*** PROVIDED INFORMATION ***

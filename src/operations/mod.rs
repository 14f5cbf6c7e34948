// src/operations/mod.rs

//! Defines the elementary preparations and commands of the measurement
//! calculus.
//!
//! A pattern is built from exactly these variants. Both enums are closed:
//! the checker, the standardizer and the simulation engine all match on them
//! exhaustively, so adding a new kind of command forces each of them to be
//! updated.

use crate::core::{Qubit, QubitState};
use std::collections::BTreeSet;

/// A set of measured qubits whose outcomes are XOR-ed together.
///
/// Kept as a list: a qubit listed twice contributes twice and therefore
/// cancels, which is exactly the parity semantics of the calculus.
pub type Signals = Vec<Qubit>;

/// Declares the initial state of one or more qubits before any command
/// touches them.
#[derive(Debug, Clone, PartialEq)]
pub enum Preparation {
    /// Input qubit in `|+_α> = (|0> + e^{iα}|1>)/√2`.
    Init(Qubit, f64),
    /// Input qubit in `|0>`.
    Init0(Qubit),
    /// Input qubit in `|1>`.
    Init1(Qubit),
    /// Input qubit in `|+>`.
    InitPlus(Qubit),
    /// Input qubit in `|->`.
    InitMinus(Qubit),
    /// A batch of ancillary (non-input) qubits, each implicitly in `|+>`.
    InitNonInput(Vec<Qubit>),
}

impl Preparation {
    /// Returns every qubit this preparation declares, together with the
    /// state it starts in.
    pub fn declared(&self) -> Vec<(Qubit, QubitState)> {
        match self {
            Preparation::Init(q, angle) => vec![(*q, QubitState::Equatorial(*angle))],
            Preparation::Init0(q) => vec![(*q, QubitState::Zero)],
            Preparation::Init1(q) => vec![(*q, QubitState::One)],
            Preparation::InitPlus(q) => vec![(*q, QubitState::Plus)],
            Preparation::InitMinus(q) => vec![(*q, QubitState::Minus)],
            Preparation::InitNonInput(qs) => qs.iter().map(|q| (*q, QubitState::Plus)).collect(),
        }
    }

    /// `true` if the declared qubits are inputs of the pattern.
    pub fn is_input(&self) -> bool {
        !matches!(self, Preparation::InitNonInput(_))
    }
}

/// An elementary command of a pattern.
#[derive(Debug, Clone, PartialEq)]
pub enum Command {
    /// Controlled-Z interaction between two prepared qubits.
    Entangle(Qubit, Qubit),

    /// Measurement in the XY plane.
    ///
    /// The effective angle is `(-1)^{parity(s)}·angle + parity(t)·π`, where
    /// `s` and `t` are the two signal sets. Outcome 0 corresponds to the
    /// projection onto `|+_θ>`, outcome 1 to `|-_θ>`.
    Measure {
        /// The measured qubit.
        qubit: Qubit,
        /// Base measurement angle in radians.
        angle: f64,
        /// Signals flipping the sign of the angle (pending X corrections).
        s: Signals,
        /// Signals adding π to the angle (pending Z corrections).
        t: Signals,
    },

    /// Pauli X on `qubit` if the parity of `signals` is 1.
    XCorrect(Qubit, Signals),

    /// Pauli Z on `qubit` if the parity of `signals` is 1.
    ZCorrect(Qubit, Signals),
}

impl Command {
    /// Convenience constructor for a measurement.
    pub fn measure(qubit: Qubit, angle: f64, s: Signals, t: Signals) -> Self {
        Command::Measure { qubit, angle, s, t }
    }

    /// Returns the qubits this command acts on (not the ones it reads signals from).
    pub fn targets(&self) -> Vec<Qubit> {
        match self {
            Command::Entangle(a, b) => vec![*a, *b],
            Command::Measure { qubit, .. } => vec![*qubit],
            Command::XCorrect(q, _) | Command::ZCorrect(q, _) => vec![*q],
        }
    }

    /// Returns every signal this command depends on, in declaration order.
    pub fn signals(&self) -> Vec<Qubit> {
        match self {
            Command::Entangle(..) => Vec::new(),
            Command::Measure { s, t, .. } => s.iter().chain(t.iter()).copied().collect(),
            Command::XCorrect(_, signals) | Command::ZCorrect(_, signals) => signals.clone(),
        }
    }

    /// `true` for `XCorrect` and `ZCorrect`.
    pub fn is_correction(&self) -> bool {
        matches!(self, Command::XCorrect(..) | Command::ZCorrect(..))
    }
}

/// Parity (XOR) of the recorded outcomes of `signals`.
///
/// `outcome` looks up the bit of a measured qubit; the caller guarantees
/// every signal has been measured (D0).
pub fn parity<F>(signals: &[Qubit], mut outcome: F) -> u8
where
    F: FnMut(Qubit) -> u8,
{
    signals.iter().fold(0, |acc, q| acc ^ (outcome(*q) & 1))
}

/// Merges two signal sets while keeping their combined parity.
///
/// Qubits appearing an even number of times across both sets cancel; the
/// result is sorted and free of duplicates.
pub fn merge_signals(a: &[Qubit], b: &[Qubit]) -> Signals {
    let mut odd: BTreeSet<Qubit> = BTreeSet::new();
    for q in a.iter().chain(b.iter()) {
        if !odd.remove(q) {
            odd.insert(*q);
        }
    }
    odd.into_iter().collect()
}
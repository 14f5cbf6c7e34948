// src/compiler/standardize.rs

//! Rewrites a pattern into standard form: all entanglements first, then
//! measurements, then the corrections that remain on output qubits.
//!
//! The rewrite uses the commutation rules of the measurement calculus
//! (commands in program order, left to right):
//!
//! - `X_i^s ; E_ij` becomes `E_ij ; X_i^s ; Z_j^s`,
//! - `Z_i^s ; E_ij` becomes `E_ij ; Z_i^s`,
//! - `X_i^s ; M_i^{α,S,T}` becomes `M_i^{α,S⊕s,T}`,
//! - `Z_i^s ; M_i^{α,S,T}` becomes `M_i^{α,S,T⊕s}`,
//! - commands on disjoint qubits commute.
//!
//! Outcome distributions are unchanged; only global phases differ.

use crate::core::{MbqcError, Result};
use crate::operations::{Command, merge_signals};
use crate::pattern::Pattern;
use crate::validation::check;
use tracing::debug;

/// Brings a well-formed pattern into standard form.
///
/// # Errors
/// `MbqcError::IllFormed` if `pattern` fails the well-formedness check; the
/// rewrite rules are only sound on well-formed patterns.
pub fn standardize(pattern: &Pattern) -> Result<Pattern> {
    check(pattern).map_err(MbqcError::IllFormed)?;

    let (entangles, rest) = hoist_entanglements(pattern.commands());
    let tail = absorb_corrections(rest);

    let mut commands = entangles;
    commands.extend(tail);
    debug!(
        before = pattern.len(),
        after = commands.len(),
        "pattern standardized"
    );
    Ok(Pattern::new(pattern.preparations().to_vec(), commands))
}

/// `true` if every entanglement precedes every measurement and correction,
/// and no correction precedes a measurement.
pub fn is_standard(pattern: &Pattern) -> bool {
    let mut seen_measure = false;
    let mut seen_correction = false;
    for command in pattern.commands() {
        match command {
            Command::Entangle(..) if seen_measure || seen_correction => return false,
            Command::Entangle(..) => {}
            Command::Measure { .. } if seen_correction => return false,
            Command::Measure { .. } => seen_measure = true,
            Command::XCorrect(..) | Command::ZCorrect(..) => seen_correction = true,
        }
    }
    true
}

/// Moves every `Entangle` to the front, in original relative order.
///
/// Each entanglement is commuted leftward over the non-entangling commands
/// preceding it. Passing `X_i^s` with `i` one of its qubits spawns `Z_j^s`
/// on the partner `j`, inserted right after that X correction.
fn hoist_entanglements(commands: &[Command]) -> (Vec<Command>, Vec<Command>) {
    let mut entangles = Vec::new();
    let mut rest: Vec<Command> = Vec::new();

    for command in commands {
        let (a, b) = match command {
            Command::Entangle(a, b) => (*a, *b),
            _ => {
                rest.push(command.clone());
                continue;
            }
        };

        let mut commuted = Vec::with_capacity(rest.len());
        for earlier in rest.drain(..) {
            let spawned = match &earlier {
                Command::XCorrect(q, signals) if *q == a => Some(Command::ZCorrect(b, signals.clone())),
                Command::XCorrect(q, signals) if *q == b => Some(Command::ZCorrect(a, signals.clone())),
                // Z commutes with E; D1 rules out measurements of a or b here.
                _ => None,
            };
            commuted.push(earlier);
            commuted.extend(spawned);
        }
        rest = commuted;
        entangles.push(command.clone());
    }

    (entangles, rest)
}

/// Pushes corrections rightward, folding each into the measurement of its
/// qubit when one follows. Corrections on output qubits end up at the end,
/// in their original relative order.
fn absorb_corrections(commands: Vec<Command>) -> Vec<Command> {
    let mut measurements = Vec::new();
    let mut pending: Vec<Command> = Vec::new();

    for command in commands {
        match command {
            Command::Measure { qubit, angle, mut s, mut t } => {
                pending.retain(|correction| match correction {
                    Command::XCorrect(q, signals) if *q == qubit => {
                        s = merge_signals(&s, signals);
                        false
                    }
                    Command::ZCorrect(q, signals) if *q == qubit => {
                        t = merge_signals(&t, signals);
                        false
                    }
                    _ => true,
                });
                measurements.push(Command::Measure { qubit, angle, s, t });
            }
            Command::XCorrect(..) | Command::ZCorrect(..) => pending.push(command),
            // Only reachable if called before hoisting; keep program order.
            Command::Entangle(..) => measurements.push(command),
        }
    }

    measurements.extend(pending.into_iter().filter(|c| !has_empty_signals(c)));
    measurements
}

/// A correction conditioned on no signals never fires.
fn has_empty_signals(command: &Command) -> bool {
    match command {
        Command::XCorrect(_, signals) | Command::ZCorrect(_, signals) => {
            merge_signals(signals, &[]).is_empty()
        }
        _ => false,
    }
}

*** End of PROVIDED INFORMATION ***

YOUR ASSIGNMENT:
Search the records line by line for the word "matches" and copy every line where it appears.

RESULT OF THIS TASK:
        !matches!(self, Preparation::InitNonInput(_))
        matches!(self, Command::XCorrect(..) | Command::ZCorrect(..))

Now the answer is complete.